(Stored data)
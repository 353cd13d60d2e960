use crate::{BinlogEvent, Result};
use async_trait::async_trait;

/// `next()` (spec §4.4 contract), abstracted so the Pipeline can be
/// driven by a fake in tests without a live replication session.
/// Single-threaded access assumed: implementations do not need to be
/// `Sync`, only `Send` so the Pipeline can hold one across an await.
#[async_trait]
pub trait BinlogEventSource: Send {
    async fn next(&mut self) -> Result<BinlogEvent>;
}
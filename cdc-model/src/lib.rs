//! Canonical in-memory types shared by every stage of the CDC pipeline.
//!
//! Nothing in here talks to MySQL, a file or the bus: this crate only
//! defines what a change looks like once it has been decoded, and the error
//! taxonomy the rest of the workspace classifies failures into.

pub mod binlog_event;
pub mod catalog;
pub mod change_event;
pub mod column_value;
pub mod error;
pub mod position;
pub mod raw_row;
pub mod row;
pub mod schema_entry;
pub mod sink;
pub mod source;
pub mod table_map;
pub mod transform_rule;

pub use binlog_event::{BinlogEvent, RowEventKind, RowsPayload};
pub use catalog::ColumnCatalog;
pub use change_event::{ChangeEvent, ChangeType};
pub use column_value::ColumnValue;
pub use error::{Error, Result};
pub use position::Position;
pub use raw_row::{RawColumn, RawRow};
pub use row::Row;
pub use schema_entry::SchemaEntry;
pub use sink::EventSink;
pub use source::BinlogEventSource;
pub use table_map::TableMap;
pub use transform_rule::TransformRule;
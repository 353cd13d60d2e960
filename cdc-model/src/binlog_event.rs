use crate::raw_row::RawRow;
use crate::table_map::TableMap;

/// Which DML statement produced a rows event, across protocol versions
/// v0/v1/v2 (spec §4.8: "Row event (WRITE/UPDATE/DELETE variants v0/v1/v2)").
#[derive(Debug, Clone, Copy, PartialEq, Eq)]
pub enum RowEventKind {
    Write,
    Update,
    Delete,
}

#[derive(Debug, Clone)]
pub struct RowsPayload {
    pub table_id: u64,
    pub kind: RowEventKind,
    /// For Write/Delete, one tuple per affected row. For Update, tuples
    /// alternate pre-image/post-image per spec §4.5 ("the 2i-th tuple is
    /// the pre-image, the (2i+1)-th the post-image").
    pub rows: Vec<RawRow>,
}

/// The low-level event sequence the Binlog Source yields from `next()`
/// (spec §4.4 contract), already stripped of wire framing but not yet
/// resolved against schema or grouped into a ChangeEvent.
#[derive(Debug, Clone)]
pub enum BinlogEvent {
    TableMap(TableMap),
    Rows(RowsPayload),
    Rotate { next_file: String, position: u64 },
    Query { database: String, sql: String },
    Xid,
    Heartbeat,
    /// Anything else the dispatch table logs at debug and ignores (spec
    /// §4.8: "Query event / XID event / others -> logged at debug").
    Other,
}
//! Scan stage: one scanner invocation per built image, retried on any error.

use std::sync::Arc;

use drydock_core::{retry, Attempted, RetryOn, RetryPolicy, ScanReport, ServiceImage, VulnerabilityScanner};

#[derive(Clone)]
pub struct ScanStage {
    scanner: Arc<dyn VulnerabilityScanner>,
    retry: RetryPolicy,
}

impl ScanStage {
    pub fn new(scanner: Arc<dyn VulnerabilityScanner>, retry: RetryPolicy) -> Self {
        Self { scanner, retry }
    }

    /// Scan the built artifact. Every scanner error counts as transient.
    pub async fn scan(&self, image: &ServiceImage) -> Attempted<ScanReport> {
        let operation = format!("scan {}", image.artifact.tagged());
        retry(&self.retry, &operation, RetryOn::AnyError, |_| {
            self.scanner.scan(&image.artifact)
        })
        .await
    }
}
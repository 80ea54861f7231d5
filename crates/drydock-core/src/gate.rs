//! Security gate evaluation for scanned images.
//!
//! Applies a [`GatePolicy`] (severity threshold + run-level mode) to a
//! [`ScanReport`] to produce a [`GateDecision`]. Evaluation is a pure
//! function of its inputs: the same report and policy always yield the
//! same decision.

use serde::{Deserialize, Serialize};

use crate::domain::error::DrydockError;
use crate::domain::image::ImageRef;
use crate::domain::scan::{ScanFinding, ScanReport, Severity};

// ---------------------------------------------------------------------------
// Policy
// ---------------------------------------------------------------------------

/// Run-level gate mode.
#[derive(Debug, Clone, Copy, PartialEq, Eq, Serialize, Deserialize)]
#[serde(rename_all = "snake_case")]
pub enum GateMode {
    /// Any finding at/above the threshold fails the artifact.
    Strict,
    /// Findings are reported but the artifact always passes.
    #[serde(alias = "warn")]
    WarnOnly,
}

impl std::fmt::Display for GateMode {
    fn fmt(&self, f: &mut std::fmt::Formatter<'_>) -> std::fmt::Result {
        match self {
            GateMode::Strict => f.write_str("strict"),
            GateMode::WarnOnly => f.write_str("warn"),
        }
    }
}

impl std::str::FromStr for GateMode {
    type Err = DrydockError;

    fn from_str(s: &str) -> Result<Self, Self::Err> {
        match s.trim().to_ascii_lowercase().as_str() {
            "strict" => Ok(GateMode::Strict),
            "warn" | "warn-only" | "warn_only" => Ok(GateMode::WarnOnly),
            other => Err(DrydockError::config(format!(
                "invalid gate mode '{other}' (expected strict or warn)"
            ))),
        }
    }
}

/// Threshold and mode applied to every artifact of a run.
#[derive(Debug, Clone, Copy, PartialEq, Eq, Serialize, Deserialize)]
pub struct GatePolicy {
    pub threshold: Severity,
    pub mode: GateMode,
}

impl Default for GatePolicy {
    fn default() -> Self {
        Self {
            threshold: Severity::High,
            mode: GateMode::Strict,
        }
    }
}

impl GatePolicy {
    pub fn new(threshold: Severity, mode: GateMode) -> Self {
        Self { threshold, mode }
    }

    /// Parse CLI-style `--threshold` / `--mode` values.
    pub fn parse(threshold: &str, mode: &str) -> Result<Self, DrydockError> {
        Ok(Self {
            threshold: threshold.parse()?,
            mode: mode.parse()?,
        })
    }

    pub fn evaluate(&self, report: &ScanReport) -> GateDecision {
        evaluate_gate(report, self.threshold, self.mode)
    }
}

// ---------------------------------------------------------------------------
// Decision
// ---------------------------------------------------------------------------

#[derive(Debug, Clone, Copy, PartialEq, Eq, Serialize, Deserialize)]
#[serde(rename_all = "snake_case")]
pub enum GateOutcome {
    Pass,
    Fail,
}

/// The gate decision for one image. Derived, never persisted beyond the run.
#[derive(Debug, Clone, PartialEq, Eq, Serialize, Deserialize)]
pub struct GateDecision {
    pub image: ImageRef,
    pub outcome: GateOutcome,
    pub threshold: Severity,
    pub mode: GateMode,
    /// Number of findings at or above the threshold.
    pub blocking: usize,
    /// Those findings, in report order (logged even under warn-only).
    pub findings: Vec<ScanFinding>,
}

impl GateDecision {
    pub fn passed(&self) -> bool {
        self.outcome == GateOutcome::Pass
    }

    /// The error to attach to the artifact when the decision is a failure.
    pub fn to_error(&self) -> Option<DrydockError> {
        match self.outcome {
            GateOutcome::Pass => None,
            GateOutcome::Fail => Some(DrydockError::SecurityGate {
                image: self.image.to_string(),
                threshold: self.threshold,
                blocking: self.blocking,
            }),
        }
    }

    /// One line per blocking finding, e.g. `critical CVE-2024-1 openssl (fixed in 3.0.14)`.
    pub fn render_findings(&self) -> Vec<String> {
        self.findings
            .iter()
            .map(|f| match &f.fixed_version {
                Some(v) => format!("{} {} {} (fixed in {})", f.severity, f.identifier, f.component, v),
                None => format!("{} {} {}", f.severity, f.identifier, f.component),
            })
            .collect()
    }
}

// ---------------------------------------------------------------------------
// Engine
// ---------------------------------------------------------------------------

/// Count findings with severity >= `threshold` and decide.
///
/// Strict: Pass iff the count is zero. Warn-only: always Pass.
pub fn evaluate_gate(report: &ScanReport, threshold: Severity, mode: GateMode) -> GateDecision {
    let findings: Vec<ScanFinding> = report.at_or_above(threshold).cloned().collect();
    let blocking = findings.len();

    let outcome = match mode {
        GateMode::WarnOnly => GateOutcome::Pass,
        GateMode::Strict if blocking == 0 => GateOutcome::Pass,
        GateMode::Strict => GateOutcome::Fail,
    };

    GateDecision {
        image: report.image.clone(),
        outcome,
        threshold,
        mode,
        blocking,
        findings,
    }
}
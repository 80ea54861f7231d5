//! Default-deny network authorization model.
//!
//! A namespace's rules form a [`NetworkPolicySet`]. Traffic between two
//! workloads is permitted only when an allow rule matches and no deny rule
//! matches; any pair without an explicit allow is blocked. Sets are compared
//! with [`NetworkPolicySet::diff`] so that the full change is known before
//! anything is sent to the cluster.

use std::collections::BTreeSet;

use serde::{Deserialize, Serialize};

use crate::domain::error::{DrydockError, Result};

#[derive(Debug, Clone, Copy, PartialEq, Eq, PartialOrd, Ord, Hash, Serialize, Deserialize)]
#[serde(rename_all = "snake_case")]
pub enum PolicyAction {
    Allow,
    Deny,
}

/// One authorization rule between a source and a destination workload selector.
#[derive(Debug, Clone, PartialEq, Eq, PartialOrd, Ord, Hash, Serialize, Deserialize)]
#[serde(deny_unknown_fields)]
pub struct NetworkPolicyRule {
    /// Source workload selector (the workload's `app` label).
    pub from: String,
    /// Destination workload selector.
    pub to: String,
    /// Destination port; `None` matches every port.
    #[serde(default)]
    pub port: Option<u16>,
    pub action: PolicyAction,
}

impl NetworkPolicyRule {
    pub fn allow(from: &str, to: &str, port: Option<u16>) -> Self {
        Self {
            from: from.to_string(),
            to: to.to_string(),
            port,
            action: PolicyAction::Allow,
        }
    }

    pub fn deny(from: &str, to: &str, port: Option<u16>) -> Self {
        Self {
            from: from.to_string(),
            to: to.to_string(),
            port,
            action: PolicyAction::Deny,
        }
    }

    pub fn matches(&self, from: &str, to: &str, port: u16) -> bool {
        self.from == from && self.to == to && self.port.map_or(true, |p| p == port)
    }

    /// Same pair with intersecting port ranges.
    fn overlaps(&self, other: &Self) -> bool {
        self.from == other.from
            && self.to == other.to
            && match (self.port, other.port) {
                (Some(a), Some(b)) => a == b,
                _ => true,
            }
    }
}

impl std::fmt::Display for NetworkPolicyRule {
    fn fmt(&self, f: &mut std::fmt::Formatter<'_>) -> std::fmt::Result {
        let action = match self.action {
            PolicyAction::Allow => "allow",
            PolicyAction::Deny => "deny",
        };
        match self.port {
            Some(p) => write!(f, "{action} {} -> {}:{p}", self.from, self.to),
            None => write!(f, "{action} {} -> {}:*", self.from, self.to),
        }
    }
}

/// Added/removed rules between two sets of the same namespace.
#[derive(Debug, Clone, Default, PartialEq, Eq, Serialize, Deserialize)]
pub struct PolicyDiff {
    pub added: Vec<NetworkPolicyRule>,
    pub removed: Vec<NetworkPolicyRule>,
}

impl PolicyDiff {
    pub fn is_empty(&self) -> bool {
        self.added.is_empty() && self.removed.is_empty()
    }
}

/// The complete rule set of one namespace.
#[derive(Debug, Clone, Default, PartialEq, Eq, Serialize, Deserialize)]
pub struct NetworkPolicySet {
    namespace: String,
    pub(crate) rules: BTreeSet<NetworkPolicyRule>,
}

impl NetworkPolicySet {
    /// Empty set: everything denied.
    pub fn empty(namespace: impl Into<String>) -> Self {
        Self {
            namespace: namespace.into(),
            rules: BTreeSet::new(),
        }
    }

    /// Build a validated set. An allow and a deny covering the same pair and
    /// port are contradictory and rejected.
    pub fn from_rules<I>(namespace: impl Into<String>, rules: I) -> Result<Self>
    where
        I: IntoIterator<Item = NetworkPolicyRule>,
    {
        let namespace = namespace.into();
        let rules: BTreeSet<NetworkPolicyRule> = rules.into_iter().collect();

        for rule in &rules {
            if rule.from.trim().is_empty() || rule.to.trim().is_empty() {
                return Err(DrydockError::config(format!(
                    "network policy rule in namespace '{namespace}' has an empty selector"
                )));
            }
        }

        let (allows, denies): (Vec<_>, Vec<_>) = rules
            .iter()
            .partition(|r| r.action == PolicyAction::Allow);
        for deny in &denies {
            if let Some(allow) = allows.iter().find(|a| a.overlaps(deny)) {
                return Err(DrydockError::config(format!(
                    "conflicting network policy rules in namespace '{namespace}': '{allow}' and '{deny}'"
                )));
            }
        }

        Ok(Self { namespace, rules })
    }

    pub fn namespace(&self) -> &str {
        &self.namespace
    }

    pub fn rules(&self) -> impl Iterator<Item = &NetworkPolicyRule> {
        self.rules.iter()
    }

    pub fn len(&self) -> usize {
        self.rules.len()
    }

    pub fn is_empty(&self) -> bool {
        self.rules.is_empty()
    }

    pub fn contains(&self, rule: &NetworkPolicyRule) -> bool {
        self.rules.contains(rule)
    }

    /// Default-deny check.
    pub fn permits(&self, from: &str, to: &str, port: u16) -> bool {
        let mut allowed = false;
        for rule in self.rules.iter().filter(|r| r.matches(from, to, port)) {
            match rule.action {
                PolicyAction::Deny => return false,
                PolicyAction::Allow => allowed = true,
            }
        }
        allowed
    }

    /// Every selector must name a declared workload.
    pub fn validate_selectors(&self, workloads: &BTreeSet<String>) -> Result<()> {
        for rule in &self.rules {
            for selector in [&rule.from, &rule.to] {
                if !workloads.contains(selector) {
                    return Err(DrydockError::config(format!(
                        "network policy rule '{rule}' references unknown workload '{selector}'"
                    )));
                }
            }
        }
        Ok(())
    }

    /// Rules to add and remove to turn `self` into `desired`.
    pub fn diff(&self, desired: &NetworkPolicySet) -> PolicyDiff {
        PolicyDiff {
            added: desired.rules.difference(&self.rules).cloned().collect(),
            removed: self.rules.difference(&desired.rules).cloned().collect(),
        }
    }
}

#[cfg(test)]
mod tests {
    use super::*;

    fn voting_set() -> NetworkPolicySet {
        NetworkPolicySet::from_rules(
            "vote",
            vec![
                NetworkPolicyRule::allow("vote", "redis", Some(6379)),
                NetworkPolicyRule::allow("worker", "redis", Some(6379)),
                NetworkPolicyRule::allow("worker", "db", Some(5432)),
                NetworkPolicyRule::allow("result", "db", None),
                NetworkPolicyRule::deny("vote", "db", None),
            ],
        )
        .unwrap()
    }

    #[test]
    fn test_default_deny() {
        let set = voting_set();
        assert!(set.permits("vote", "redis", 6379));
        assert!(!set.permits("vote", "redis", 80));
        assert!(!set.permits("redis", "vote", 6379));
        assert!(!set.permits("vote", "db", 5432));
        assert!(set.permits("result", "db", 5432));
        assert!(!NetworkPolicySet::empty("vote").permits("vote", "redis", 6379));
    }

    #[test]
    fn test_conflicting_rules_rejected() {
        let err = NetworkPolicySet::from_rules(
            "vote",
            vec![
                NetworkPolicyRule::allow("vote", "db", Some(5432)),
                NetworkPolicyRule::deny("vote", "db", None),
            ],
        )
        .unwrap_err();
        assert!(err.to_string().contains("conflicting"));

        // Different ports do not conflict.
        assert!(NetworkPolicySet::from_rules(
            "vote",
            vec![
                NetworkPolicyRule::allow("vote", "db", Some(5432)),
                NetworkPolicyRule::deny("vote", "db", Some(22)),
            ],
        )
        .is_ok());
    }

    #[test]
    fn test_empty_selector_rejected() {
        assert!(NetworkPolicySet::from_rules(
            "vote",
            vec![NetworkPolicyRule::allow("", "db", None)]
        )
        .is_err());
    }

    #[test]
    fn test_diff() {
        let current = voting_set();
        let desired = NetworkPolicySet::from_rules(
            "vote",
            vec![
                NetworkPolicyRule::allow("vote", "redis", Some(6379)),
                NetworkPolicyRule::allow("worker", "redis", Some(6379)),
                NetworkPolicyRule::allow("worker", "db", Some(5432)),
                NetworkPolicyRule::allow("result", "db", Some(5432)),
            ],
        )
        .unwrap();

        let diff = current.diff(&desired);
        assert_eq!(
            diff.added,
            vec![NetworkPolicyRule::allow("result", "db", Some(5432))]
        );
        assert_eq!(diff.removed.len(), 2);
        assert!(current.diff(&current).is_empty());
    }

    #[test]
    fn test_validate_selectors() {
        let set = voting_set();
        let known: BTreeSet<String> = ["vote", "redis", "worker", "db", "result"]
            .iter()
            .map(|s| s.to_string())
            .collect();
        assert!(set.validate_selectors(&known).is_ok());

        let partial: BTreeSet<String> = ["vote", "redis"].iter().map(|s| s.to_string()).collect();
        assert!(set.validate_selectors(&partial).is_err());
    }
}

What needs to be done:
What is the number of lines in the data that include "built"? Respond with that number and no other text.

Answer to this exercise:
2